Nº 037
Elvas Plums
Festive & Seasonal · The Alentejo

Elvas Plums

Also known as: Elvas plums · Elvas sugar plums · Candied Elvas plums

Crystallised greengage that has crossed borders since the convents of Elvas.

Origin
Elvas, with convent roots; famed from the 19th century onwards
Region
Elvas
Season
Christmas
Sweetness
Richness
Difficulty

Elvas plums are greengages, picked while still firm, blanched and then boiled again and again in sugar syrup until they turn translucent, before being sun-dried until a fine crust of crystallised sugar forms. Inside they stay soft, moist and fragrant; outside they take on the sugary shine that sets them apart.

This is not a tray bake but a patient preserve. Each plum is handled almost individually, and the slow process is why these remain, to this day, a luxury delicacy traditionally kept for festive tables and Christmas gifts.

The Ameixa d'Elvas carries Protected Designation of Origin (PDO) status, recognised by the European Union since 1996, and is one of the oldest ambassadors of Alentejo sweet-making beyond Portugal's borders.

Ingredients
  • Greengage plums
  • Sugar
  • Water
  • Sunshine (for drying)
Taste & texture

Intensely sweet, yet with the plum's fresh acidity underneath. The sugar crust crackles faintly and gives way to a soft, moist, fragrant flesh, almost jam-like. This is a concentrated sweet, to be savoured slowly, one or two at a time.

Variations

The most celebrated form is the dried, crystallised plum, but you also find Elvas plums in syrup — moister and glossier — sold in jars. Wooden or bamboo-strip boxes remain the classic gift presentation.

Where to try it

In Elvas, at the town's traditional houses and producers; there is even a Plum Factory-Museum, housed in a former sweet-fruit factory, devoted to the history of the product.
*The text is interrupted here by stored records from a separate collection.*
use std::sync::Arc;

use super::state::StateType;

/// Index carried by descriptors that have not been inserted into a registry.
pub const UNASSIGNED_INDEX: i16 = -1;

/// Upper bound on the number of registered states.
///
/// Index `MAX_STATES` itself is never handed out.
pub const MAX_STATES: i16 = i16::MAX;

/// Binds a state type to its canonical name and table index.
///
/// The index is written exactly once, by the registry, when the descriptor is
/// inserted. Descriptors handed out by a registry are shared and immutable.
#[derive(Debug, Clone, PartialEq, Eq)]
pub struct StateDescriptor {
	state_type: StateType,
	name: Arc<str>,
	index: i16,
}

impl StateDescriptor {
	/// Creates an unassigned descriptor named after the type's full path.
	pub fn new(state_type: StateType) -> Self {
		Self::with_name(state_type, state_type.full_name())
	}

	/// Creates an unassigned descriptor with an explicit canonical name.
	pub fn with_name(state_type: StateType, name: impl Into<Arc<str>>) -> Self {
		Self {
			state_type,
			name: name.into(),
			index: UNASSIGNED_INDEX,
		}
	}

	pub(crate) fn sentinel(state_type: StateType) -> Self {
		Self::new(state_type)
	}

	pub fn state_type(&self) -> StateType {
		self.state_type
	}

	pub fn name(&self) -> &str {
		&self.name
	}

	pub(crate) fn shared_name(&self) -> Arc<str> {
		Arc::clone(&self.name)
	}

	pub fn index(&self) -> i16 {
		self.index
	}

	/// Returns true once a registry has assigned this descriptor a slot.
	pub fn is_valid(&self) -> bool {
		self.index >= 0
	}

	pub(crate) fn assign(&mut self, index: i16) {
		self.index = index;
	}
}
Always look for the Protected Designation of Origin (PDO) seal "Ameixa d'Elvas", your guarantee that it is the region's greengage (grown in Alentejo municipalities such as Elvas, Borba, Estremoz and Vila Viçosa) and not an imitation.

Pairs well with

They call for a sweet or fortified wine: a Moscatel, a Port, or an Alentejo dessert wine. They go well with a strong coffee at the end of a festive meal and pair naturally with cured sheep's cheese.

History

The art of preserving plums in sugar is traditionally attributed to the convents of Elvas. The recipe for preserved plums appears in the recipe book of the Convent of Nossa Senhora da Consolação, home to the Dominican nuns of Elvas (founded in 1528 and dissolved in 1861), and likely dates back to the 16th and 17th centuries, when the nuns mastered the slow craft of candying fruit. The variety used is the greengage, particularly well suited to the hot, dry climate of the Alentejo.

It was in the 19th century that the plum left the cloister and went to scale. Industrial production began in 1834 with the house of José da Conceição Guerra, and other factories in Elvas followed; the sweet began to be packed in wooden boxes and exported to Europe and the Americas (exports to the United States are said to have started around 1875). The town came to live, in large part, off this product, and its international standing earned it dozens of awards at world fairs.